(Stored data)
* * *
//! Application configuration types for Super Receptionist.
//!
//! `AppConfig` represents the top-level `config.toml` that selects the AI
//! provider and its generation parameters. API keys never live here; they
//! are resolved from environment variables at startup.

use serde::{Deserialize, Serialize};

use std::fmt;
use std::str::FromStr;

/// Which AI provider backend answers chat messages.
#[derive(Debug, Clone, Copy, PartialEq, Eq, Serialize, Deserialize)]
#[serde(rename_all = "lowercase")]
pub enum ProviderKind {
    Anthropic,
    OpenAi,
}

impl ProviderKind {
    /// The environment variable holding this provider's API key.
    pub fn api_key_var(&self) -> &'static str {
        match self {
            ProviderKind::Anthropic => "ANTHROPIC_API_KEY",
            ProviderKind::OpenAi => "OPENAI_API_KEY",
        }
    }

    /// The model used when `config.toml` does not name one.
    pub fn default_model(&self) -> &'static str {
        match self {
            ProviderKind::Anthropic => "claude-sonnet-4-20250514",
            ProviderKind::OpenAi => "gpt-4o-mini",
        }
    }
}

impl fmt::Display for ProviderKind {
    fn fmt(&self, f: &mut fmt::Formatter<'_>) -> fmt::Result {
        match self {
            ProviderKind::Anthropic => write!(f, "anthropic"),
            ProviderKind::OpenAi => write!(f, "openai"),
        }
    }
}

impl FromStr for ProviderKind {
    type Err = String;

    fn from_str(s: &str) -> Result<Self, Self::Err> {
        match s.to_lowercase().as_str() {
            "anthropic" => Ok(ProviderKind::Anthropic),
            "openai" => Ok(ProviderKind::OpenAi),
            other => Err(format!("invalid provider kind: '{other}'")),
        }
    }
}

/// Top-level configuration, loaded from `{data_dir}/config.toml`.
///
/// All fields have sensible defaults so the server starts with no config
/// file at all.
#[derive(Debug, Clone, Serialize, Deserialize)]
pub struct AppConfig {
    /// AI provider backend.
    #[serde(default = "default_provider")]
    pub provider: ProviderKind,

    /// Model identifier; falls back to the provider's default when absent.
    #[serde(default)]
    pub model: Option<String>,

    /// Upper bound on generated tokens per reply.
    #[serde(default = "default_max_tokens")]
    pub max_tokens: u32,

    /// Sampling temperature passed to the provider.
    #[serde(default = "default_temperature")]
    pub temperature: f64,

    /// AI call timeout. A timed-out call counts as a provider failure.
    #[serde(default = "default_request_timeout_secs")]
    pub request_timeout_secs: u64,
}

fn default_provider() -> ProviderKind {
    ProviderKind::Anthropic
}

fn default_max_tokens() -> u32 {
    1_000
}

fn default_temperature() -> f64 {
    0.7
}

fn default_request_timeout_secs() -> u64 {
    60
}

impl Default for AppConfig {
    fn default() -> Self {
        Self {
            provider: default_provider(),
            model: None,
            max_tokens: default_max_tokens(),
            temperature: default_temperature(),
            request_timeout_secs: default_request_timeout_secs(),
        }
    }
}

impl AppConfig {
    /// The model to use: configured name or the provider default.
    pub fn resolved_model(&self) -> String {
        self.model
            .clone()
            .unwrap_or_else(|| self.provider.default_model().to_string())
    }
}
* * *
Across all the records, find the lines containing the word "Result" and reproduce each one.

• Exercise answer
    fn fmt(&self, f: &mut fmt::Formatter<'_>) -> fmt::Result {
    fn from_str(s: &str) -> Result<Self, Self::Err> {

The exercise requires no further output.